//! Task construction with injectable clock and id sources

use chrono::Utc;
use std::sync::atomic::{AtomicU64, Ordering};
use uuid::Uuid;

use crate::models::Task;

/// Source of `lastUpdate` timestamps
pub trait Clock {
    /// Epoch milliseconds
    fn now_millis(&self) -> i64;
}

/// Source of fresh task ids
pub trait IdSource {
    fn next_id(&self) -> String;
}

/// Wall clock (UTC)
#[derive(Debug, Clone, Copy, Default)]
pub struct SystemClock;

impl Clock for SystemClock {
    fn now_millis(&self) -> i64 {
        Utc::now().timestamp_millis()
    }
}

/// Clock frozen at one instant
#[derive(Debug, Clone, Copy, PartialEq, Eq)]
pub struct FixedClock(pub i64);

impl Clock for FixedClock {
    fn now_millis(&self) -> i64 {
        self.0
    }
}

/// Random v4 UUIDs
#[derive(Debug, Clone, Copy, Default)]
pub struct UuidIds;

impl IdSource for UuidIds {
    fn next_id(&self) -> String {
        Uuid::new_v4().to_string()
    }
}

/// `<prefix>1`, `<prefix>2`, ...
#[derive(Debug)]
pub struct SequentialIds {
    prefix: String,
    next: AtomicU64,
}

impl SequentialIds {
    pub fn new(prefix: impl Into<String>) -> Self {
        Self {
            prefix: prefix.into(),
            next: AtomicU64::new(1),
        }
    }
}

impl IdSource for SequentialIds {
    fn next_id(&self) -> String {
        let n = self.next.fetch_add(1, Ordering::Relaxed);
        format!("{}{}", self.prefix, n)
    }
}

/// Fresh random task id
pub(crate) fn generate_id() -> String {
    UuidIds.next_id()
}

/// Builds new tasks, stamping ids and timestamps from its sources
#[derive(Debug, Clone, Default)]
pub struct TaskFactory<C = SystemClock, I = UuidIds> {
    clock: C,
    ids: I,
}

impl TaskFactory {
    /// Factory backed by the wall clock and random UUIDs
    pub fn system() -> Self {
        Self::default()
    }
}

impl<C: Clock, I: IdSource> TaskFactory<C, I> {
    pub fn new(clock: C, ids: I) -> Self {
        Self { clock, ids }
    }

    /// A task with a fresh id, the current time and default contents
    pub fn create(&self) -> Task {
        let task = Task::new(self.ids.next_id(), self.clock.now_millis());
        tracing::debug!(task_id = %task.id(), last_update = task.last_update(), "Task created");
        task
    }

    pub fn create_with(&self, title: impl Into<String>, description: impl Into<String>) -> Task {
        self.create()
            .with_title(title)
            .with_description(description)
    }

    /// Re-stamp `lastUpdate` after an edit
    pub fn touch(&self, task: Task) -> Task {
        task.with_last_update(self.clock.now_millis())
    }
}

**********

Task item.
Find the word "TaskFactory" in the records. Copy every line it appears in.

Result of this task.
pub struct TaskFactory<C = SystemClock, I = UuidIds> {
impl TaskFactory {
impl<C: Clock, I: IdSource> TaskFactory<C, I> {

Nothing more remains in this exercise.